Im Zweifel für den Angeklagten. Es sieht so aus, als müsse das Landgericht Saarbrücken diesen Grundsatz im Fall des verschwundenen Pascal anwenden, berichtet die Süddeutsche Zeitung:

Es bleibt ein Zwiespalt, der auch den Richtern des Landgerichts schmerzlich bewusst ist. Josef Choduba und seine Kollegen sind mitnichten von der Unschuld der Angeklagten überzeugt, im Gegenteil: „Gewichtige, nach Auffassung der Kammer sogar überwiegende Gründe sprechen dafür, dass sich zumindest die Angeklagten R., W. und M. im Sinn der Anklage schuldig gemacht haben“, schreibt Richter Choduba.
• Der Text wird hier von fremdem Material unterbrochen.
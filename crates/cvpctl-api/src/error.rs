use thiserror::Error;

/// Top-level error type for the `cvpctl-api` crate.
///
/// Covers every failure mode of a CVP call: session login, transport,
/// HTTP status, the `{errorCode, errorMessage}` envelope, and decoding.
/// `cvpctl-core` maps these into domain errors.
#[derive(Debug, Error)]
pub enum Error {
    // ── Authentication ──────────────────────────────────────────────
    /// Login failed or the session cookie was rejected.
    #[error("Authentication failed: {message}")]
    Authentication { message: String },

    // ── Transport ───────────────────────────────────────────────────
    /// HTTP transport error (connection refused, DNS failure, timeout, etc.)
    #[error("HTTP transport error: {0}")]
    Transport(#[from] reqwest::Error),

    /// URL parsing error.
    #[error("Invalid URL: {0}")]
    InvalidUrl(#[from] url::ParseError),

    /// TLS handshake or certificate error.
    #[error("TLS error: {0}")]
    Tls(String),

    /// Non-success HTTP status that is not an auth failure.
    #[error("HTTP {status}: {body}")]
    Http { status: u16, body: String },

    // ── CVP envelope ────────────────────────────────────────────────
    /// The response body carried a non-empty `errorCode`.
    #[error("CVP returned error code: {code}, {message}")]
    Rejected { code: String, message: String },

    /// A name-based lookup yielded no matching record.
    #[error("{entity} '{identifier}' not found")]
    NotFound { entity: String, identifier: String },

    // ── Data ────────────────────────────────────────────────────────
    /// JSON deserialization failed, with the raw body for debugging.
    #[error("Deserialization error: {message}")]
    Deserialization { message: String, body: String },
}

impl Error {
    /// Returns `true` if re-authenticating might resolve this error.
    pub fn is_auth_expired(&self) -> bool {
        matches!(self, Self::Authentication { .. })
    }

    /// Returns `true` if this is a "not found" error, either from a
    /// lookup or from an HTTP 404.
    pub fn is_not_found(&self) -> bool {
        match self {
            Self::NotFound { .. } | Self::Http { status: 404, .. } => true,
            Self::Transport(e) => e.status() == Some(reqwest::StatusCode::NOT_FOUND),
            _ => false,
        }
    }

    /// The remote `errorCode`, if the controller rejected the request.
    pub fn remote_code(&self) -> Option<&str> {
        match self {
            Self::Rejected { code, .. } => Some(code),
            _ => None,
        }
    }
}
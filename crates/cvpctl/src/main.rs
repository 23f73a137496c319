mod cli;
mod commands;
mod config;
mod error;
mod output;

use clap::Parser;
use tracing_subscriber::EnvFilter;

use cvpctl_core::{Controller, ControllerConfig};

use crate::cli::{Cli, Command};
use crate::error::CliError;

#[tokio::main]
async fn main() {
    let cli = Cli::parse();

    init_tracing(cli.global.verbose);

    if let Err(err) = run(cli).await {
        let code = err.exit_code();
        eprintln!("{:?}", miette::Report::new(err));
        std::process::exit(code);
    }
}

fn init_tracing(verbosity: u8) {
    let filter = match verbosity {
        0 => "warn",
        1 => "info",
        2 => "debug",
        _ => "trace",
    };

    tracing_subscriber::fmt()
        .with_env_filter(
            EnvFilter::try_from_default_env().unwrap_or_else(|_| EnvFilter::new(filter)),
        )
        .with_target(false)
        .with_writer(std::io::stderr)
        .init();
}

async fn run(cli: Cli) -> Result<(), CliError> {
    match cli.command {
        // Config commands don't need a CVP session
        Command::Config(args) => commands::config_cmd::handle(args, &cli.global),

        Command::Completions(args) => {
            use clap::CommandFactory;
            use clap_complete::generate;

            let mut cmd = Cli::command();
            generate(args.shell, &mut cmd, "cvpctl", &mut std::io::stdout());
            Ok(())
        }

        cmd => {
            let controller_config = build_controller_config(&cli.global)?;
            let controller = Controller::new(controller_config)?;
            controller.connect().await?;

            tracing::debug!(command = ?cmd, "dispatching command");
            let result = commands::dispatch(cmd, &controller, &cli.global).await;
            controller.disconnect().await;
            result
        }
    }
}

/// Build a `ControllerConfig` from the config file, profile, and CLI overrides.
fn build_controller_config(global: &cli::GlobalOpts) -> Result<ControllerConfig, CliError> {
    let cfg = config::load_config_or_default();
    let profile_name = config::active_profile_name(global, &cfg);

    match cfg.profiles.get(&profile_name) {
        Some(profile) => config::resolve_profile(profile, &profile_name, global, &cfg.defaults),
        None if global.profile.is_some() => Err(config::profile_not_found(profile_name, &cfg)),
        None => config::resolve_without_profile(&profile_name, global, &cfg.defaults),
    }
}

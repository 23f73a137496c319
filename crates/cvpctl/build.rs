use std::fs;
use std::path::Path;

use clap::CommandFactory;

// cli.rs only depends on clap + clap_complete, both build-dependencies.
#[path = "src/cli.rs"]
mod cli;

fn main() {
    println!("cargo::rerun-if-changed=src/cli.rs");

    let out_dir = std::env::var_os("OUT_DIR").expect("OUT_DIR not set by Cargo");
    let man_dir = Path::new(&out_dir).join("man");
    fs::create_dir_all(&man_dir).expect("failed to create man output directory");

    generate_manpages(&cli::Cli::command(), &man_dir);
}

/// Render a man page for `cmd`, then one per visible subcommand.
fn generate_manpages(cmd: &clap::Command, dir: &Path) {
    let name = cmd.get_name().to_owned();
    let path = dir.join(format!("{name}.1"));

    let mut buf = Vec::new();
    clap_mangen::Man::new(cmd.clone())
        .render(&mut buf)
        .unwrap_or_else(|e| panic!("failed to render man page for `{name}`: {e}"));
    fs::write(&path, buf).unwrap_or_else(|e| panic!("failed to write {}: {e}", path.display()));

    for sub in cmd.get_subcommands().filter(|s| !s.is_hide_set()) {
        let sub = sub.clone().name(format!("{name}-{}", sub.get_name()));
        generate_manpages(&sub, dir);
    }
}
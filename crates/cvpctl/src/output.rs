//! Output formatting: table, JSON, YAML, plain.
//!
//! Renders data in the format selected by `--output`. Table uses `tabled`,
//! structured formats use serde, plain emits one identifier per line.

use std::io::{self, IsTerminal, Write};

use owo_colors::OwoColorize;
use tabled::{Table, Tabled, settings::Style};

use cvpctl_core::CommitOutcome;

use crate::cli::{ColorMode, OutputFormat};
use crate::error::CliError;

// ── Color helpers ────────────────────────────────────────────────────

/// Determine whether color output should be enabled.
pub fn should_color(mode: &ColorMode) -> bool {
    match mode {
        ColorMode::Always => true,
        ColorMode::Never => false,
        ColorMode::Auto => io::stdout().is_terminal() && std::env::var("NO_COLOR").is_err(),
    }
}

/// Commit outcome label: green when saved, yellow when only staged.
pub fn outcome_label(outcome: CommitOutcome, color: bool) -> String {
    let label = outcome.to_string();
    if !color {
        return label;
    }
    match outcome {
        CommitOutcome::Committed => label.green().bold().to_string(),
        CommitOutcome::Staged => label.yellow().bold().to_string(),
    }
}

// ── Render dispatchers ───────────────────────────────────────────────

/// Render a list of serde-serializable + tabled items in the chosen format.
///
/// - `table`: uses the `Tabled` derive to build a pretty table
/// - `json` / `json-compact`: serializes the original data via serde
/// - `yaml`: serializes via serde_yaml
/// - `plain`: calls `id_fn` on each item to emit one identifier per line
pub fn render_list<T, R>(
    format: &OutputFormat,
    data: &[T],
    to_row: impl Fn(&T) -> R,
    id_fn: impl Fn(&T) -> String,
) -> Result<String, CliError>
where
    T: serde::Serialize,
    R: Tabled,
{
    Ok(match format {
        OutputFormat::Table => {
            let rows: Vec<R> = data.iter().map(to_row).collect();
            render_table(&rows)
        }
        OutputFormat::Json => serde_json::to_string_pretty(data)?,
        OutputFormat::JsonCompact => serde_json::to_string(data)?,
        OutputFormat::Yaml => serde_yaml::to_string(data)?,
        OutputFormat::Plain => data.iter().map(&id_fn).collect::<Vec<_>>().join("\n"),
    })
}

/// Render a single serde-serializable item in the chosen format.
///
/// Table rendering uses `detail_fn`, since single-item views are
/// key/value blocks rather than rows.
pub fn render_single<T>(
    format: &OutputFormat,
    data: &T,
    detail_fn: impl Fn(&T) -> String,
    id_fn: impl Fn(&T) -> String,
) -> Result<String, CliError>
where
    T: serde::Serialize,
{
    Ok(match format {
        OutputFormat::Table => detail_fn(data),
        OutputFormat::Json => serde_json::to_string_pretty(data)?,
        OutputFormat::JsonCompact => serde_json::to_string(data)?,
        OutputFormat::Yaml => serde_yaml::to_string(data)?,
        OutputFormat::Plain => id_fn(data),
    })
}

/// Print the rendered output to stdout, respecting quiet mode.
pub fn print_output(output: &str, quiet: bool) {
    if quiet || output.is_empty() {
        return;
    }
    let mut stdout = io::stdout().lock();
    let _ = writeln!(stdout, "{output}");
}

fn render_table<R: Tabled>(rows: &[R]) -> String {
    Table::new(rows).with(Style::rounded()).to_string()
}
Aber auf der anderen Seite gibt es eben diese Zweifel, „vernünftige, nicht nur theoretische Zweifel.“ „Im Zweifel für den Angeklagten“ ist einer der ältesten Grundsätze der abendländischen Rechtsgeschichte. Die Schwurgerichtskammer in Saarbrücken ist entschlossen, ihn zu beherzigen.